Collected data:

================================

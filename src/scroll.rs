//! Smart auto-scroll.
//!
//! Follows new output while the user sits at the bottom of the transcript;
//! stops following as soon as they scroll up to read, and resumes when they
//! come back down or when the surface becomes visible again.

use std::sync::{Arc, Mutex, MutexGuard};

use tracing::debug;

/// Geometry of the scrollable transcript at the moment of a scroll event.
#[derive(Debug, Clone, Copy, PartialEq)]
pub struct ScrollMetrics {
    pub scroll_height: f64,
    pub scroll_top: f64,
    pub client_height: f64,
}

impl ScrollMetrics {
    pub fn distance_from_bottom(&self) -> f64 {
        self.scroll_height - self.scroll_top - self.client_height
    }
}

/// What the surface should do with its viewport.
#[derive(Debug, Clone, Copy, PartialEq, Eq)]
pub enum ScrollAction {
    Stay,
    ToBottom,
}

#[derive(Debug, Clone)]
pub struct SmartScroll {
    auto_scroll: bool,
    threshold: f64,
}

impl SmartScroll {
    pub fn new(threshold_px: f64) -> Self {
        Self {
            auto_scroll: true,
            threshold: threshold_px,
        }
    }

    pub fn is_active(&self) -> bool {
        self.auto_scroll
    }

    pub fn is_near_bottom(&self, metrics: &ScrollMetrics) -> bool {
        metrics.distance_from_bottom() <= self.threshold
    }

    /// A user-initiated scroll.
    pub fn on_user_scroll(&mut self, metrics: &ScrollMetrics) {
        let near = self.is_near_bottom(metrics);
        if near != self.auto_scroll {
            debug!(auto_scroll = near, "smart scroll toggled by user");
        }
        self.auto_scroll = near;
    }

    /// The surface became visible again: follow unconditionally.
    pub fn on_visible(&mut self) -> ScrollAction {
        self.auto_scroll = true;
        ScrollAction::ToBottom
    }

    /// Called after every programmatic append.
    pub fn after_append(&self) -> ScrollAction {
        if self.auto_scroll {
            ScrollAction::ToBottom
        } else {
            ScrollAction::Stay
        }
    }

    /// Start of a discussion or round.
    pub fn reset(&mut self) {
        self.auto_scroll = true;
    }
}

impl Default for SmartScroll {
    fn default() -> Self {
        Self::new(50.0)
    }
}

/// Scroll state shared between the live view and its input handle.
#[derive(Debug, Clone, Default)]
pub struct SharedScroll(Arc<Mutex<SmartScroll>>);

impl SharedScroll {
    pub fn new(scroll: SmartScroll) -> Self {
        Self(Arc::new(Mutex::new(scroll)))
    }

    /// A poisoned lock still holds a usable flag, so recover it.
    pub fn lock(&self) -> MutexGuard<'_, SmartScroll> {
        self.0.lock().unwrap_or_else(|poisoned| poisoned.into_inner())
    }
}

#[cfg(test)]
mod tests {
    use super::*;

    fn at(distance: f64) -> ScrollMetrics {
        ScrollMetrics {
            scroll_height: 1_000.0,
            scroll_top: 1_000.0 - 400.0 - distance,
            client_height: 400.0,
        }
    }

    #[test]
    fn active_by_default() {
        let s = SmartScroll::default();
        assert!(s.is_active());
        assert_eq!(s.after_append(), ScrollAction::ToBottom);
    }

    #[test]
    fn scrolling_up_disables_follow() {
        let mut s = SmartScroll::default();
        s.on_user_scroll(&at(300.0));
        assert!(!s.is_active());
        assert_eq!(s.after_append(), ScrollAction::Stay);
    }

    #[test]
    fn threshold_is_inclusive() {
        let mut s = SmartScroll::default();
        s.on_user_scroll(&at(50.0));
        assert!(s.is_active());
        s.on_user_scroll(&at(50.5));
        assert!(!s.is_active());
    }

    #[test]
    fn returning_to_bottom_re_enables() {
        let mut s = SmartScroll::default();
        s.on_user_scroll(&at(300.0));
        s.on_user_scroll(&at(10.0));
        assert!(s.is_active());
    }

    #[test]
    fn visibility_forces_follow() {
        let mut s = SmartScroll::default();
        s.on_user_scroll(&at(300.0));
        assert_eq!(s.on_visible(), ScrollAction::ToBottom);
        assert!(s.is_active());
    }

    #[test]
    fn shared_handles_see_the_same_flag() {
        let a = SharedScroll::default();
        let b = a.clone();
        a.lock().on_user_scroll(&at(500.0));
        assert!(!b.lock().is_active());
    }

    #[test]
    fn reset_re_enables() {
        let mut s = SmartScroll::new(20.0);
        s.on_user_scroll(&at(30.0));
        assert!(!s.is_active());
        s.reset();
        assert!(s.is_active());
    }
}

================================

■ **Task directions**
If a line falls between the first line of the data above and the line holding "a scroll event.", inclusive, retype it exactly; retype no other line.

■ **Response below**
filename src/scroll.rs
//! Smart auto-scroll.
//!
//! Follows new output while the user sits at the bottom of the transcript;
//! stops following as soon as they scroll up to read, and resumes when they
//! come back down or when the surface becomes visible again.

use std::sync::{Arc, Mutex, MutexGuard};

use tracing::debug;

/// Geometry of the scrollable transcript at the moment of a scroll event.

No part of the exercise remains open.